| ACTION ITEM |
Reproduce all the entries precisely.

--- START ---

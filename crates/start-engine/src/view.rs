//! The editor view.
//!
//! Owns the current state and the element it renders into. Every dispatched
//! transaction produces a new state and a re-render. Input (typed text,
//! key chords) is offered to plugins in plugin-list order before any default
//! handling.

use crate::dom::ElementRef;
use crate::markup::serialize_fragment;
use crate::plugin::Command;
use crate::state::{EditorState, Transaction};

/// Props passed directly to the view.
#[derive(Debug, Clone, PartialEq)]
pub struct DirectEditorProps {
    pub editable: bool,
    /// Attributes for the editable element. `class` values are merged with
    /// classes contributed by plugins.
    pub attributes: Vec<(String, String)>,
}

impl Default for DirectEditorProps {
    fn default() -> Self {
        Self {
            editable: true,
            attributes: Vec::new(),
        }
    }
}

/// Renders an [`EditorState`] into a host element and routes input.
pub struct EditorView {
    dom: ElementRef,
    state: EditorState,
    props: DirectEditorProps,
    applied_attrs: Vec<String>,
    applied_classes: Vec<String>,
    focused: bool,
    destroyed: bool,
    render_count: usize,
}

impl EditorView {
    /// Creates a view over `mount` and renders the initial state.
    pub fn new(mount: ElementRef, state: EditorState, props: DirectEditorProps) -> Self {
        let mut view = Self {
            dom: mount,
            state,
            props,
            applied_attrs: Vec::new(),
            applied_classes: Vec::new(),
            focused: false,
            destroyed: false,
            render_count: 0,
        };
        view.render();
        view
    }

    pub fn state(&self) -> &EditorState {
        &self.state
    }

    /// The element the document is rendered into.
    pub fn dom(&self) -> &ElementRef {
        &self.dom
    }

    pub fn props(&self) -> &DirectEditorProps {
        &self.props
    }

    /// Applies `tr` and re-renders.
    pub fn dispatch(&mut self, tr: Transaction) {
        if self.destroyed {
            tracing::warn!("transaction dispatched to a destroyed view");
            return;
        }
        self.state = self.state.apply(tr);
        self.render();
    }

    /// Replaces the state wholesale.
    pub fn update_state(&mut self, state: EditorState) {
        if self.destroyed {
            return;
        }
        self.state = state;
        self.render();
    }

    pub fn set_props(&mut self, props: DirectEditorProps) {
        if self.destroyed {
            return;
        }
        self.props = props;
        self.render();
    }

    /// False once the view is destroyed.
    pub fn editable(&self) -> bool {
        !self.destroyed && self.props.editable
    }

    pub fn focus(&mut self) {
        if !self.destroyed {
            self.focused = true;
        }
    }

    pub fn blur(&mut self) {
        self.focused = false;
    }

    pub fn has_focus(&self) -> bool {
        self.focused
    }

    /// Runs `command` against the current state, dispatching whatever it
    /// produces. Returns whether the command applied.
    pub fn run(&mut self, command: &Command) -> bool {
        let mut produced = Vec::new();
        let applied = command(&self.state, Some(&mut |tr| produced.push(tr)));
        for tr in produced {
            self.dispatch(tr);
        }
        applied
    }

    /// Offers typed text to plugins, then inserts it at the selection.
    pub fn handle_text_input(&mut self, text: &str) -> bool {
        if !self.editable() {
            return false;
        }

        let mut produced = Vec::new();
        let handled = self.state.plugins().iter().any(|plugin| {
            plugin
                .props()
                .handle_text_input
                .as_ref()
                .is_some_and(|handler| handler(&self.state, text, &mut |tr| produced.push(tr)))
        });
        if handled {
            for tr in produced {
                self.dispatch(tr);
            }
            return true;
        }

        let mut tr = self.state.tr();
        match tr.insert_text(text) {
            Ok(_) => {
                self.dispatch(tr);
                true
            }
            Err(err) => {
                tracing::debug!(%err, "text input not inserted");
                false
            }
        }
    }

    /// Offers a key chord (e.g. `Mod-b`) to plugin keymaps.
    pub fn handle_key(&mut self, chord: &str) -> bool {
        if !self.editable() {
            return false;
        }

        let mut produced = Vec::new();
        let handled = self.state.plugins().iter().any(|plugin| {
            plugin
                .props()
                .keymap
                .as_ref()
                .is_some_and(|keymap| keymap.handle(chord, &self.state, &mut |tr| produced.push(tr)))
        });
        for tr in produced {
            self.dispatch(tr);
        }
        handled
    }

    pub fn render_count(&self) -> usize {
        self.render_count
    }

    /// Clears the rendered content and stops accepting updates. Calling it
    /// again is a no-op.
    pub fn destroy(&mut self) {
        if self.destroyed {
            return;
        }
        self.clear_attributes();
        self.dom.remove_attribute("contenteditable");
        self.dom.set_inner_markup(String::new());
        self.focused = false;
        self.destroyed = true;
        tracing::debug!("view destroyed");
    }

    pub fn is_destroyed(&self) -> bool {
        self.destroyed
    }

    fn render(&mut self) {
        match serialize_fragment(self.state.schema(), self.state.doc()) {
            Ok(markup) => self.dom.set_inner_markup(markup),
            Err(err) => tracing::error!(%err, "failed to render document"),
        }
        self.apply_attributes();
        self.dom
            .set_attribute("contenteditable", if self.props.editable { "true" } else { "false" });
        self.render_count += 1;
    }

    fn apply_attributes(&mut self) {
        self.clear_attributes();

        let mut attrs = self.props.attributes.clone();
        for plugin in self.state.plugins() {
            if let Some(f) = &plugin.props().attributes {
                attrs.extend(f(&self.state));
            }
        }

        for (name, value) in attrs {
            if name == "class" {
                for class in value.split_whitespace() {
                    if !self.dom.has_class(class) {
                        self.dom.add_class(class);
                        self.applied_classes.push(class.to_string());
                    }
                }
            } else {
                self.dom.set_attribute(&name, &value);
                self.applied_attrs.push(name);
            }
        }
    }

    fn clear_attributes(&mut self) {
        for name in self.applied_attrs.drain(..) {
            self.dom.remove_attribute(&name);
        }
        for class in self.applied_classes.drain(..) {
            self.dom.remove_class(&class);
        }
    }
}

impl std::fmt::Debug for EditorView {
    fn fmt(&self, f: &mut std::fmt::Formatter<'_>) -> std::fmt::Result {
        f.debug_struct("EditorView")
            .field("dom", &self.dom)
            .field("editable", &self.editable())
            .field("destroyed", &self.destroyed)
            .finish()
    }
}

--- END ---

| RESULT OF THE EXERCISE |
filename crates/start-engine/src/view.rs
//! The editor view.
//!
//! Owns the current state and the element it renders into. Every dispatched
//! transaction produces a new state and a re-render. Input (typed text,
//! key chords) is offered to plugins in plugin-list order before any default
//! handling.

use crate::dom::ElementRef;
use crate::markup::serialize_fragment;
use crate::plugin::Command;
use crate::state::{EditorState, Transaction};

/// Props passed directly to the view.
#[derive(Debug, Clone, PartialEq)]
pub struct DirectEditorProps {
    pub editable: bool,
    /// Attributes for the editable element. `class` values are merged with
    /// classes contributed by plugins.
    pub attributes: Vec<(String, String)>,
}

impl Default for DirectEditorProps {
    fn default() -> Self {
        Self {
            editable: true,
            attributes: Vec::new(),
        }
    }
}

/// Renders an [`EditorState`] into a host element and routes input.
pub struct EditorView {
    dom: ElementRef,
    state: EditorState,
    props: DirectEditorProps,
    applied_attrs: Vec<String>,
    applied_classes: Vec<String>,
    focused: bool,
    destroyed: bool,
    render_count: usize,
}

impl EditorView {
    /// Creates a view over `mount` and renders the initial state.
    pub fn new(mount: ElementRef, state: EditorState, props: DirectEditorProps) -> Self {
        let mut view = Self {
            dom: mount,
            state,
            props,
            applied_attrs: Vec::new(),
            applied_classes: Vec::new(),
            focused: false,
            destroyed: false,
            render_count: 0,
        };
        view.render();
        view
    }

    pub fn state(&self) -> &EditorState {
        &self.state
    }

    /// The element the document is rendered into.
    pub fn dom(&self) -> &ElementRef {
        &self.dom
    }

    pub fn props(&self) -> &DirectEditorProps {
        &self.props
    }

    /// Applies `tr` and re-renders.
    pub fn dispatch(&mut self, tr: Transaction) {
        if self.destroyed {
            tracing::warn!("transaction dispatched to a destroyed view");
            return;
        }
        self.state = self.state.apply(tr);
        self.render();
    }

    /// Replaces the state wholesale.
    pub fn update_state(&mut self, state: EditorState) {
        if self.destroyed {
            return;
        }
        self.state = state;
        self.render();
    }

    pub fn set_props(&mut self, props: DirectEditorProps) {
        if self.destroyed {
            return;
        }
        self.props = props;
        self.render();
    }

    /// False once the view is destroyed.
    pub fn editable(&self) -> bool {
        !self.destroyed && self.props.editable
    }

    pub fn focus(&mut self) {
        if !self.destroyed {
            self.focused = true;
        }
    }

    pub fn blur(&mut self) {
        self.focused = false;
    }

    pub fn has_focus(&self) -> bool {
        self.focused
    }

    /// Runs `command` against the current state, dispatching whatever it
    /// produces. Returns whether the command applied.
    pub fn run(&mut self, command: &Command) -> bool {
        let mut produced = Vec::new();
        let applied = command(&self.state, Some(&mut |tr| produced.push(tr)));
        for tr in produced {
            self.dispatch(tr);
        }
        applied
    }

    /// Offers typed text to plugins, then inserts it at the selection.
    pub fn handle_text_input(&mut self, text: &str) -> bool {
        if !self.editable() {
            return false;
        }

        let mut produced = Vec::new();
        let handled = self.state.plugins().iter().any(|plugin| {
            plugin
                .props()
                .handle_text_input
                .as_ref()
                .is_some_and(|handler| handler(&self.state, text, &mut |tr| produced.push(tr)))
        });
        if handled {
            for tr in produced {
                self.dispatch(tr);
            }
            return true;
        }

        let mut tr = self.state.tr();
        match tr.insert_text(text) {
            Ok(_) => {
                self.dispatch(tr);
                true
            }
            Err(err) => {
                tracing::debug!(%err, "text input not inserted");
                false
            }
        }
    }

    /// Offers a key chord (e.g. `Mod-b`) to plugin keymaps.
    pub fn handle_key(&mut self, chord: &str) -> bool {
        if !self.editable() {
            return false;
        }

        let mut produced = Vec::new();
        let handled = self.state.plugins().iter().any(|plugin| {
            plugin
                .props()
                .keymap
                .as_ref()
                .is_some_and(|keymap| keymap.handle(chord, &self.state, &mut |tr| produced.push(tr)))
        });
        for tr in produced {
            self.dispatch(tr);
        }
        handled
    }

    pub fn render_count(&self) -> usize {
        self.render_count
    }

    /// Clears the rendered content and stops accepting updates. Calling it
    /// again is a no-op.
    pub fn destroy(&mut self) {
        if self.destroyed {
            return;
        }
        self.clear_attributes();
        self.dom.remove_attribute("contenteditable");
        self.dom.set_inner_markup(String::new());
        self.focused = false;
        self.destroyed = true;
        tracing::debug!("view destroyed");
    }

    pub fn is_destroyed(&self) -> bool {
        self.destroyed
    }

    fn render(&mut self) {
        match serialize_fragment(self.state.schema(), self.state.doc()) {
            Ok(markup) => self.dom.set_inner_markup(markup),
            Err(err) => tracing::error!(%err, "failed to render document"),
        }
        self.apply_attributes();
        self.dom
            .set_attribute("contenteditable", if self.props.editable { "true" } else { "false" });
        self.render_count += 1;
    }

    fn apply_attributes(&mut self) {
        self.clear_attributes();

        let mut attrs = self.props.attributes.clone();
        for plugin in self.state.plugins() {
            if let Some(f) = &plugin.props().attributes {
                attrs.extend(f(&self.state));
            }
        }

        for (name, value) in attrs {
            if name == "class" {
                for class in value.split_whitespace() {
                    if !self.dom.has_class(class) {
                        self.dom.add_class(class);
                        self.applied_classes.push(class.to_string());
                    }
                }
            } else {
                self.dom.set_attribute(&name, &value);
                self.applied_attrs.push(name);
            }
        }
    }

    fn clear_attributes(&mut self) {
        for name in self.applied_attrs.drain(..) {
            self.dom.remove_attribute(&name);
        }
        for class in self.applied_classes.drain(..) {
            self.dom.remove_class(&class);
        }
    }
}

impl std::fmt::Debug for EditorView {
    fn fmt(&self, f: &mut std::fmt::Formatter<'_>) -> std::fmt::Result {
        f.debug_struct("EditorView")
            .field("dom", &self.dom)
            .field("editable", &self.editable())
            .field("destroyed", &self.destroyed)
            .finish()
    }
}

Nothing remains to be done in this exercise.